CONFINDUSTRIA: ANTONIO D’AMATO PRESIDENTE

9 Marzo 2000, di Redazione Wall Street Italia

Ha avuto la meglio sul potentissimo Carlo Callieri: il nuovo presidente della Confindustria è Antonio D’Amato al quale questa mattina è andato il 62-63% delle preferenze della Giunta, pari a 96 voti. Dal prossimo maggio prenderà il posto di Giorgio Fossa, che per statuto non può ricoprire l’incarico per la terza volta consecutiva.

Quarantatrè anni (giugno ’57), napoletano, già presidente dei Giovani della Confindustria, D’Amato è stato per mesi protagonista di un testa a testa con Callieri, vice presidente della Confederazione e uomo molto vicino alla Fiat; nel gioco per qualche tempo era sembrato inserirsi anche il presidente di Assolombarda Benito Benedini. “Tenevo a Callieri, ma sono contento per D’Amato”: Gianni Agnelli rende onore al vincitore, ma smentisce che in Confindustria si sia consumata una spaccatura.

Delicato è stato il lavoro dei tre saggi (gli ultimi presidenti di Confindustria in ordine di tempo, e cioè: Luigi Abete, Sergio Pininfarina, Luigi Lucchini), che hanno girato l’Italia in lungo e in largo per sondare gli umori, le aspettative e i desideri della base e delle associazioni di categoria.

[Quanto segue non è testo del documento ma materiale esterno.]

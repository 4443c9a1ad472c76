//! Heuristics module for KPLink.

pub mod greedy;

pub use greedy::{GreedyError, GreedyHeuristic};
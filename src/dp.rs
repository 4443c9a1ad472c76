//! Specialized O(n²) dynamic program for unit-cost instances.
//!
//! When every item costs 1, minimizing total cost means minimizing the
//! number of selected items. `W(i, l)` is the largest weight achievable by
//! a compact subset of `{0, ..., i}` with `l + 1` elements whose largest
//! index is `i`; the answer is the smallest `l` with some `W(i, l)` at or
//! above the threshold. Both tables are stored flat, lower-triangular.

use std::fmt;
use std::time::Instant;

use log::debug;

use crate::instance::KpLinkInstance;
use crate::solution::Solution;

/// Failure modes of the unit-cost DP.
#[derive(Debug)]
pub enum UnitDpError {
    /// The DP is only valid when every cost equals 1.
    NonUnitCosts,
    /// No compact subset reaches the weight threshold.
    Infeasible,
}

impl fmt::Display for UnitDpError {
    fn fmt(&self, f: &mut fmt::Formatter<'_>) -> fmt::Result {
        match self {
            UnitDpError::NonUnitCosts => {
                write!(f, "the unit-cost DP requires an instance with all costs equal to 1")
            }
            UnitDpError::Infeasible => {
                write!(f, "no compact selection reaches the weight threshold")
            }
        }
    }
}

impl std::error::Error for UnitDpError {}

/// The unit-cost dynamic program.
pub struct UnitCostDp<'a> {
    instance: &'a KpLinkInstance,
    /// Flat lower-triangular table of best weights, indexed through `idx`.
    weights: Vec<Option<f64>>,
    /// Index achieving the maximum in the recursion, for reconstruction.
    predecessors: Vec<Option<usize>>,
}

impl<'a> UnitCostDp<'a> {
    pub fn new(instance: &'a KpLinkInstance) -> Result<Self, UnitDpError> {
        if !instance.has_unit_costs() {
            return Err(UnitDpError::NonUnitCosts);
        }
        let n = instance.n_items;
        let size = n * (n + 1) / 2;
        Ok(UnitCostDp {
            instance,
            weights: vec![None; size],
            predecessors: vec![None; size],
        })
    }

    /// Position of entry (i, l), l <= i, in the flat triangular tables.
    fn idx(i: usize, l: usize) -> usize {
        (i + 1) * i / 2 + l
    }

    /// Fill the tables and reconstruct a minimum-cardinality selection.
    pub fn solve(mut self) -> Result<Solution, UnitDpError> {
        let start = Instant::now();
        let p = self.instance;
        let n = p.n_items;

        for i in 0..n {
            self.weights[Self::idx(i, 0)] = Some(p.weights[i]);
        }

        for l in 1..n {
            for i in l..n {
                let start_idx = i.saturating_sub(p.max_distance);

                let mut best: Option<(f64, usize)> = None;
                for j in start_idx..i {
                    // Subsets of size l with largest index j < l elements
                    // do not exist; their entries stay None.
                    if let Some(w) = self.weights[Self::idx(j, l - 1)] {
                        if best.map_or(true, |(bw, _)| w > bw) {
                            best = Some((w, j));
                        }
                    }
                }

                if let Some((w, j)) = best {
                    self.weights[Self::idx(i, l)] = Some(w + p.weights[i]);
                    self.predecessors[Self::idx(i, l)] = Some(j);
                }
            }
        }

        // Smallest cardinality reaching the threshold; ties by scan order.
        let mut best: Option<(usize, usize, f64)> = None;
        for i in 0..n {
            for l in 0..=i {
                if let Some(w) = self.weights[Self::idx(i, l)] {
                    if w >= p.min_weight && best.map_or(true, |(bl, _, _)| l < bl) {
                        best = Some((l, i, w));
                    }
                }
            }
        }

        let Some((size, last, weight)) = best else {
            return Err(UnitDpError::Infeasible);
        };

        debug!(
            "unit-cost DP optimum: {} items ending at {}, weight {}",
            size + 1,
            last,
            weight
        );

        let mut selected_items = vec![last];
        let mut current_i = last;
        let mut current_l = size;
        while current_l >= 1 {
            // Entry (current_i, current_l) was reachable, so its
            // predecessor entry is set.
            let Some(prev) = self.predecessors[Self::idx(current_i, current_l)] else {
                break;
            };
            selected_items.push(prev);
            current_i = prev;
            current_l -= 1;
        }
        selected_items.reverse();

        let mut solution = Solution::from_items(p, selected_items, "unit_dp");
        solution.elapsed_time = start.elapsed().as_secs_f64();
        Ok(solution)
    }
}

#[cfg(test)]
mod tests {
    use super::*;
    use crate::labelling::{Labelling, LabellingParams};
    use rand::prelude::*;
    use rand_chacha::ChaCha8Rng;

    fn unit_instance(
        max_distance: usize,
        min_weight: f64,
        weights: Vec<f64>,
    ) -> KpLinkInstance {
        let n = weights.len();
        KpLinkInstance::new("unit", max_distance, min_weight, weights, vec![1.0; n]).unwrap()
    }

    #[test]
    fn test_rejects_non_unit_costs() {
        let inst =
            KpLinkInstance::new("bad", 1, 1.0, vec![1.0, 1.0], vec![1.0, 2.0]).unwrap();
        assert!(matches!(UnitCostDp::new(&inst), Err(UnitDpError::NonUnitCosts)));
    }

    #[test]
    fn test_single_item() {
        let inst = unit_instance(1, 20.0, vec![20.0]);
        let sol = UnitCostDp::new(&inst).unwrap().solve().unwrap();
        assert_eq!(sol.selected_items, vec![0]);
        assert_eq!(sol.total_cost, 1.0);
        assert!(sol.verify(&inst));
    }

    #[test]
    fn test_adjacent_pairs() {
        let inst = unit_instance(1, 10.0, vec![5.0, 5.0, 5.0, 5.0]);
        let sol = UnitCostDp::new(&inst).unwrap().solve().unwrap();
        assert_eq!(sol.n_selected(), 2);
        assert!(sol.verify(&inst));
    }

    #[test]
    fn test_infeasible() {
        let inst = unit_instance(2, 100.0, vec![1.0, 2.0, 3.0]);
        assert!(matches!(
            UnitCostDp::new(&inst).unwrap().solve(),
            Err(UnitDpError::Infeasible)
        ));
    }

    #[test]
    fn test_prefers_heavy_far_item_over_more_items() {
        // One heavy item beats any pair of light ones.
        let inst = unit_instance(1, 6.0, vec![3.0, 3.5, 2.0, 7.0]);
        let sol = UnitCostDp::new(&inst).unwrap().solve().unwrap();
        assert_eq!(sol.selected_items, vec![3]);
    }

    #[test]
    fn test_agrees_with_labelling_on_random_instances() {
        let mut rng = ChaCha8Rng::seed_from_u64(2024);

        for trial in 0..100 {
            let n = rng.gen_range(1..=12);
            let max_distance = rng.gen_range(1..=4);
            let weights: Vec<f64> = (0..n).map(|_| rng.gen_range(1..=9) as f64).collect();
            let total: f64 = weights.iter().sum();
            let min_weight = rng.gen_range(1.0..total * 1.1);
            let inst = unit_instance(max_distance, min_weight, weights);

            let dp = UnitCostDp::new(&inst).unwrap().solve();
            let labelling = Labelling::new(&inst, LabellingParams::default()).solve();

            match (dp, labelling) {
                (Ok(dp_sol), Ok(lab_sol)) => {
                    // Same number of selected items, i.e. same unit cost.
                    assert_eq!(
                        dp_sol.n_selected(),
                        lab_sol.n_selected(),
                        "trial {}: DP selected {:?}, labelling {:?}",
                        trial,
                        dp_sol.selected_items,
                        lab_sol.selected_items
                    );
                    assert!(dp_sol.verify(&inst));
                }
                (Err(UnitDpError::Infeasible), Err(_)) => {}
                (dp, labelling) => panic!(
                    "trial {}: DP {:?} disagrees with labelling {:?}",
                    trial,
                    dp.map(|s| s.n_selected()),
                    labelling.map(|s| s.n_selected())
                ),
            }
        }
    }
}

Sorprendentemente, a dispetto della forte caratterizzazione meridionalistica di D’Amato, il suo nome è stato caldeggiato anche nel giovane e rampante nord-est. Probabilmente gli ha fatto gioco la ventata di novità che porta con sè, anche per quanto riguarda le prospettive sulla vita associativa di Confindustria.

Laureato in giurisprudenza, è imprenditore nel settore della cartoplastica e degli imballaggi per uso alimentare con aziende a Napoli, Varese e Bologna e, all’estero, Gran Bretagna,
Belgio e Germania. La sua ascesa nell’azienda di famiglia, la Finseda, ha coinciso con la morte del padre. Di fatto, oggi Finseda è leader in
Europa per la produzione di imballaggi per alimenti e leader mondiale nel packaging per gelati e fast food.